The approach to education back then, as now, in prestige and proletarian schools alike, remains one with a heavy emphasis on exams, rote learning, regurgitation and conformity of thought. That system moulds children into the adults who have the country in the state it's in now. Its products are dogmatic, narrow-minded, and incapable of innovation and initiative, and often devoid of any moral sense. This much is visible in the World Economic Forum reports on T&T.
(It would be interesting to study Trini SMEs–small and medium enterprises–to determine whether their owners' educational attainments helped or hindered their success. The years of MBA, entrepreneurship and innovation education at tertiary institutions haven't increased the national levels of innovation, entrepreneurship and business productivity.)
Far from helping, what I've seen of education as a teacher and student convinces me that for the majority of children, the Trini school system is traumatic. When you aggregate stress of traffic, hustle, and frustration in getting to school with school bullies, absent teachers, poor sanitation, and general squalor, the collective effect is to stunt mental and emotional growth, engender a contempt for education, and a general apathy to anything intellectual.

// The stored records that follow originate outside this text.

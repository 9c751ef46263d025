use crate::{
    layers::{Layer, LayerMut},
    Error, Result, Tensor,
};

/// Ordered chain of layers; the output of each feeds the next.
#[derive(Debug)]
pub struct Sequential {
    name: String,
    layers: Vec<Box<dyn Layer>>,
}

impl Sequential {
    pub fn new(name: impl Into<String>) -> Self {
        Self {
            name: name.into(),
            layers: Vec::new(),
        }
    }

    pub fn add(&mut self, layer: Box<dyn Layer>) {
        self.layers.push(layer);
    }

    pub fn num_layers(&self) -> usize {
        self.layers.len()
    }

    pub fn is_empty(&self) -> bool {
        self.layers.is_empty()
    }

    pub fn layer_names(&self) -> Vec<&str> {
        self.layers.iter().map(|l| l.name()).collect()
    }

    fn wrap(&self, idx: usize, layer: &dyn Layer, e: Error) -> Error {
        match e {
            Error::ShapeMismatch { .. } => e,
            other => Error::Layer(format!(
                "{} layer {} ({}): {}",
                self.name,
                idx,
                layer.name(),
                other
            )),
        }
    }
}

impl Layer for Sequential {
    /// An empty chain is the identity.
    fn forward(&self, input: &Tensor) -> Result<Tensor> {
        let mut current = input.clone();

        for (idx, layer) in self.layers.iter().enumerate() {
            current = layer
                .forward(&current)
                .map_err(|e| self.wrap(idx, layer.as_ref(), e))?;
        }

        Ok(current)
    }

    fn forward_train(&mut self, input: &Tensor) -> Result<Tensor> {
        let mut current = input.clone();

        for idx in 0..self.layers.len() {
            let result = self.layers[idx].forward_train(&current);
            current = result.map_err(|e| self.wrap(idx, self.layers[idx].as_ref(), e))?;
        }

        Ok(current)
    }

    fn name(&self) -> &str {
        &self.name
    }

    fn output_shape(&self, input_shape: &[usize]) -> Result<Vec<usize>> {
        let mut current_shape = input_shape.to_vec();

        for layer in &self.layers {
            current_shape = layer.output_shape(&current_shape)?;
        }

        Ok(current_shape)
    }

    fn visit_mut(&mut self, f: &mut dyn FnMut(LayerMut<'_>)) {
        for layer in &mut self.layers {
            layer.visit_mut(f);
        }
    }

    fn num_parameters(&self) -> usize {
        self.layers.iter().map(|l| l.num_parameters()).sum()
    }
}

#[cfg(test)]
mod tests {
    use super::*;
    use crate::layers::Linear;
    use ndarray::array;

    #[test]
    fn test_sequential_forward() {
        let mut model = Sequential::new("test_model");

        let layer1 =
            Linear::with_weights("fc1", array![[1.0, 0.5], [0.5, 1.0]], array![0.0, 0.0]).unwrap();
        let layer2 = Linear::with_weights("fc2", array![[1.0, 1.0]], array![0.0]).unwrap();

        model.add(Box::new(layer1));
        model.add(Box::new(layer2));

        let input = Tensor::from_vec(vec![1.0, 2.0], &[1, 2]).unwrap();
        let output = model.forward(&input).unwrap();

        assert_eq!(output.shape(), &[1, 1]);
        assert_eq!(output.to_vec(), vec![4.5]);
        assert_eq!(model.layer_names(), vec!["fc1", "fc2"]);
        assert_eq!(model.num_parameters(), 6 + 3);
    }

    #[test]
    fn test_empty_sequential_is_identity() {
        let model = Sequential::new("empty");
        let input = Tensor::from_vec(vec![1.0, 2.0], &[1, 2]).unwrap();

        assert_eq!(model.forward(&input).unwrap().to_vec(), vec![1.0, 2.0]);
        assert_eq!(model.output_shape(&[1, 2]).unwrap(), vec![1, 2]);
    }

    #[test]
    fn test_visit_reaches_every_layer() {
        let mut model = Sequential::new("test_model");
        model.add(Box::new(Linear::new("fc1", 2, 2)));
        model.add(Box::new(Linear::new("fc2", 2, 1)));

        let mut seen = 0;
        model.visit_mut(&mut |layer| {
            if let LayerMut::Linear(_) = layer {
                seen += 1;
            }
        });

        assert_eq!(seen, 2);
    }
}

And if the public primary school system is bad, the secondary school system (from the reports written by Ramesh Deosaran in the last decade, and books like Mustapha and Brunton's Issues In Education) is a prison for body and mind.
Certainly in some schools teachers do good work and children succeed. But in the mass, given falling literacy and rising school violence, it's clear the system has failed. And many parents know this. But they haven't taken the obvious step: removing their children from the schools en masse. This is most likely because they believe the only option is expensive private schooling.
But there is another option: homeschooling. Sir W Arthur Lewis (the St Lucian Nobel laureate in economics, 1979), attributed his academic success to a childhood illness which kept him from school for three months. To compensate, his schoolteacher father taught him at home. When he returned to formal school he was so far ahead, he had to be advanced two class/years, and that advantage stayed with him through his academic life.
Yes, not everyone's parent is a schoolteacher, and several other potential pitfalls arise, which are surprisingly easy to overcome. First, parents' concern about "qualified" teachers. But anyone with A-Levels is considered by the Ministry of Education qualified to be an assistant teacher in high school, and a first degree is qualification enough to teach up to A-Levels.
And here is where the Internet lives up to its hype and becomes more than a pornography storehouse. In ten minutes, using Google, I was able to find the National Home Education Research Institute (nheri.org), Informal Education (infed.org), and homeschool.com. There are tutorial programmes for students from preschool to tertiary level, from ABC Mouse, to khanacademy.org, to Stanford University's online courses. The majority of these are free.
Problems of logistics and administration also arise. If groups of parents form small co-operatives, one stay-at-home parent could supervise two to five children during working hours, in somebody's home. If parents all work, a tutor could be hired from 9 am to 3 pm. Kids will get up to all sorts of mischief, but they do this in school as well as at home.
If the Ministry of Education wishes to help, rather than being a giant tool of frustration, it could create an enabling home-school system by supplying roaming or visiting teachers, guidance, and materials for homeschooling.If this sounds fanciful, it's because we've lived all our lives in a system designed to foster dependency and helplessness.
At its worst, homeschooling couldn't do more harm to children than is being done at many schools. It is a reality all over the first world. Fewer students in the schools means less traffic, less stress, more parent involvement, and would allow teachers to give more attention to the ones who choose to remain with the traditional model.There is one catch: parents must change their attitudes to the state and world generally.
It's a sad fact that many parents (and children) take education for granted and see it as a right rather than a privilege, another government entitlement. Many see it as a tiresome route to a diploma, a job. Many teachers and administrators think this way. These attitudes are not universal, but they are widespread and have to change.
Here the nation can learn something from Hindu cowshed education of the 50s. The reason so many successful professionals came from cowsheds is that they understood the value of education, respected it, and treated it as a privilege. And they didn't expect the Government to do them any favours. Look at them now.